Eine Haftpflichtversicherung für das eigene Haustier ist immer dann sinnvoll, wenn durch das Tier etwas zu Schaden kommen könnte - ob das nun Personen oder Sachen sind - und die Gefahr besteht, dass der Schaden zu hoch ist, um alleine jederzeit dafür aufkommen zu können.
Wer eine Privathaftpflichtversicherung hat, braucht sich jedoch bei vielen Haustieren keine weiteren Gedanken darüber machen, denn: domestizierte Haustiere (keine Nutztiere!) sind in einer solchen Versicherung automatisch mitversichert. Eine Ausnahme bilden Hunde und Pferde - diese benötigen spezielle Hundehalter- bzw. Pferdehalter-Haftpflichtversicherungen.
Übrigens: In vielen Bundesländern sind Hundehalter-Haftpflichtversicherungen mittlerweile Pflicht.
Leider werden auch Tiere mal krank oder haben einen Unfall. Schnell können da enorm hohe Kosten auf den Besitzer zukommen. Deshalb gibt es für einige Haustiere (Katzen, Hunde und Pferde) spezielle Kranken- und OP-Versicherungen.

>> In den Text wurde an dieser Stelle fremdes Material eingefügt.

//! Automation sidecar client.
//!
//! The browser automation runs in a separate sidecar process. The relay
//! drives it over HTTP and the sidecar pushes login and message events back
//! to `POST /webhooks/sidecar/{session_id}`.

use crate::message::{InboundMessage, Media, OutgoingContent};
use crate::traits::{ChannelError, ChannelResult, ClientEvent, ClientFactory, EventSender, MessagingClient};
use async_trait::async_trait;
use base64::Engine;
use reqwest::{Client, StatusCode};
use serde::{Deserialize, Serialize};
use std::sync::Arc;
use std::time::Duration;

/// Path the sidecar posts events to, relative to the relay's public URL.
pub fn webhook_path(session_id: &str) -> String {
    format!("/webhooks/sidecar/{session_id}")
}

/// Media as exchanged with the sidecar: base64 data plus metadata.
#[derive(Debug, Clone, Serialize, Deserialize)]
pub struct MediaPayload {
    pub mimetype: String,
    pub data: String,
    #[serde(default, skip_serializing_if = "Option::is_none")]
    pub filename: Option<String>,
}

impl MediaPayload {
    pub fn decode(self) -> ChannelResult<Media> {
        let data = base64::engine::general_purpose::STANDARD
            .decode(self.data.as_bytes())
            .map_err(|e| ChannelError::MediaFailed(format!("invalid base64 media: {e}")))?;
        let media = Media::new(self.mimetype, data);
        Ok(match self.filename {
            Some(filename) => media.with_filename(filename),
            None => media,
        })
    }
}

impl From<&Media> for MediaPayload {
    fn from(media: &Media) -> Self {
        Self {
            mimetype: media.mimetype.clone(),
            data: media.to_base64(),
            filename: media.filename.clone(),
        }
    }
}

/// Event body posted by the sidecar.
#[derive(Debug, Clone, Deserialize)]
#[serde(tag = "type", rename_all = "snake_case")]
pub enum SidecarEvent {
    Qr {
        code: String,
        /// Rendered PNG, plain base64 or a `data:` URL
        #[serde(default)]
        image: Option<String>,
    },
    Ready,
    Disconnected {
        #[serde(default)]
        reason: Option<String>,
    },
    Message(InboundMessage),
}

impl SidecarEvent {
    pub fn into_client_event(self) -> ChannelResult<ClientEvent> {
        Ok(match self {
            Self::Qr { code, image } => ClientEvent::Qr {
                code,
                image: image.as_deref().map(decode_png).transpose()?,
            },
            Self::Ready => ClientEvent::Ready,
            Self::Disconnected { reason } => ClientEvent::Disconnected { reason },
            Self::Message(message) => ClientEvent::Message(message),
        })
    }
}

fn decode_png(image: &str) -> ChannelResult<Vec<u8>> {
    let encoded = image
        .strip_prefix("data:image/png;base64,")
        .unwrap_or(image);
    base64::engine::general_purpose::STANDARD
        .decode(encoded.trim())
        .map_err(|e| ChannelError::InvalidEvent(format!("QR image is not base64: {e}")))
}

/// One sidecar-hosted login.
pub struct SidecarClient {
    client: Client,
    base_url: String,
    session_id: String,
    webhook_url: String,
}

impl SidecarClient {
    pub fn new(client: Client, base_url: &str, session_id: &str, webhook_url: String) -> Self {
        Self {
            client,
            base_url: base_url.trim_end_matches('/').to_string(),
            session_id: session_id.to_string(),
            webhook_url,
        }
    }

    pub fn webhook_url(&self) -> &str {
        &self.webhook_url
    }

    fn session_url(&self) -> String {
        format!("{}/sessions/{}", self.base_url, self.session_id)
    }
}

#[async_trait]
impl MessagingClient for SidecarClient {
    fn name(&self) -> &'static str {
        "sidecar"
    }

    async fn initialize(&self) -> ChannelResult<()> {
        let body = serde_json::json!({
            "session_id": self.session_id,
            "webhook_url": self.webhook_url,
        });

        let resp = self
            .client
            .post(format!("{}/sessions", self.base_url))
            .json(&body)
            .send()
            .await
            .map_err(|e| ChannelError::Connection(format!("sidecar unreachable: {e}")))?;

        if !resp.status().is_success() {
            let status = resp.status();
            let text = resp.text().await.unwrap_or_default();
            return Err(ChannelError::Connection(format!(
                "sidecar refused session ({status}): {text}"
            )));
        }

        tracing::debug!(session_id = %self.session_id, "Sidecar login started");
        Ok(())
    }

    async fn send_message(&self, to: &str, content: OutgoingContent) -> ChannelResult<()> {
        let body = match &content {
            OutgoingContent::Text(text) => serde_json::json!({ "to": to, "text": text }),
            OutgoingContent::Media(media) => {
                serde_json::json!({ "to": to, "media": MediaPayload::from(media) })
            }
        };

        let resp = self
            .client
            .post(format!("{}/messages", self.session_url()))
            .json(&body)
            .send()
            .await
            .map_err(|e| ChannelError::SendFailed(format!("sidecar send error: {e}")))?;

        match resp.status() {
            status if status.is_success() => Ok(()),
            StatusCode::CONFLICT => Err(ChannelError::NotReady),
            status => {
                let text = resp.text().await.unwrap_or_default();
                Err(ChannelError::SendFailed(format!("sidecar returned {status}: {text}")))
            }
        }
    }

    async fn download_media(&self, message: &InboundMessage) -> ChannelResult<Option<Media>> {
        if !message.has_media {
            return Ok(None);
        }

        let resp = self
            .client
            .get(format!("{}/messages/{}/media", self.session_url(), message.id))
            .send()
            .await
            .map_err(|e| ChannelError::MediaFailed(format!("sidecar download error: {e}")))?;

        if resp.status() == StatusCode::NOT_FOUND {
            return Ok(None);
        }
        if !resp.status().is_success() {
            let status = resp.status();
            let text = resp.text().await.unwrap_or_default();
            return Err(ChannelError::MediaFailed(format!(
                "sidecar returned {status}: {text}"
            )));
        }

        let payload: MediaPayload = resp
            .json()
            .await
            .map_err(|e| ChannelError::MediaFailed(format!("invalid media response: {e}")))?;
        payload.decode().map(Some)
    }

    async fn destroy(&self) -> ChannelResult<()> {
        let resp = self
            .client
            .delete(self.session_url())
            .send()
            .await
            .map_err(|e| ChannelError::Connection(format!("sidecar unreachable: {e}")))?;

        // Already gone on the sidecar side.
        if resp.status() == StatusCode::NOT_FOUND || resp.status().is_success() {
            return Ok(());
        }

        let status = resp.status();
        let text = resp.text().await.unwrap_or_default();
        Err(ChannelError::Internal(format!(
            "sidecar teardown failed ({status}): {text}"
        )))
    }
}

/// Creates a [`SidecarClient`] per session, all sharing one HTTP pool.
pub struct SidecarFactory {
    client: Client,
    base_url: String,
    webhook_base: String,
}

impl SidecarFactory {
    /// `webhook_base` is the URL the sidecar can reach this relay at.
    pub fn new(base_url: &str, webhook_base: &str) -> Self {
        let client = Client::builder()
            .timeout(Duration::from_secs(30))
            .connect_timeout(Duration::from_secs(5))
            .build()
            .unwrap_or_else(|_| Client::new());

        Self {
            client,
            base_url: base_url.trim_end_matches('/').to_string(),
            webhook_base: webhook_base.trim_end_matches('/').to_string(),
        }
    }
}

impl ClientFactory for SidecarFactory {
    fn create(
        &self,
        session_id: &str,
        _events: EventSender,
    ) -> ChannelResult<Arc<dyn MessagingClient>> {
        // Events arrive through the webhook route, which looks up the
        // session's sender in the registry.
        let webhook_url = format!("{}{}", self.webhook_base, webhook_path(session_id));
        Ok(Arc::new(SidecarClient::new(
            self.client.clone(),
            &self.base_url,
            session_id,
            webhook_url,
        )))
    }
}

Eine Krankenversicherung für Tiere zahlt meist für Impfungen, Entwurmungen und sogar Zecken- und Flohmittel. Zudem erstattet sie die Kosten für Untersuchungen und Medikamente. Sie ist recht teuer, aber auch sehr umfangreich. Wer sich eine Krankenversicherung für sein Haustier leisten kann, muss sich keine Gedanken mehr ums Geld machen, wenn es um die Gesundheit seines Tieres geht.
Eine OP-Versicherung für Haustiere ist die günstigere Variante für Besitzer, die zumindest für den Notfall abgesichert sein möchten. Diese Versicherung zahlt wirklich nur dann, wenn es zu einer Operation kommt. Doch zumindest müssen keine Gedanken an die Kosten verschwendet werden, wenn das Haustier einmal wirklich ernsthaft verletzt oder krank ist und eine OP benötigt.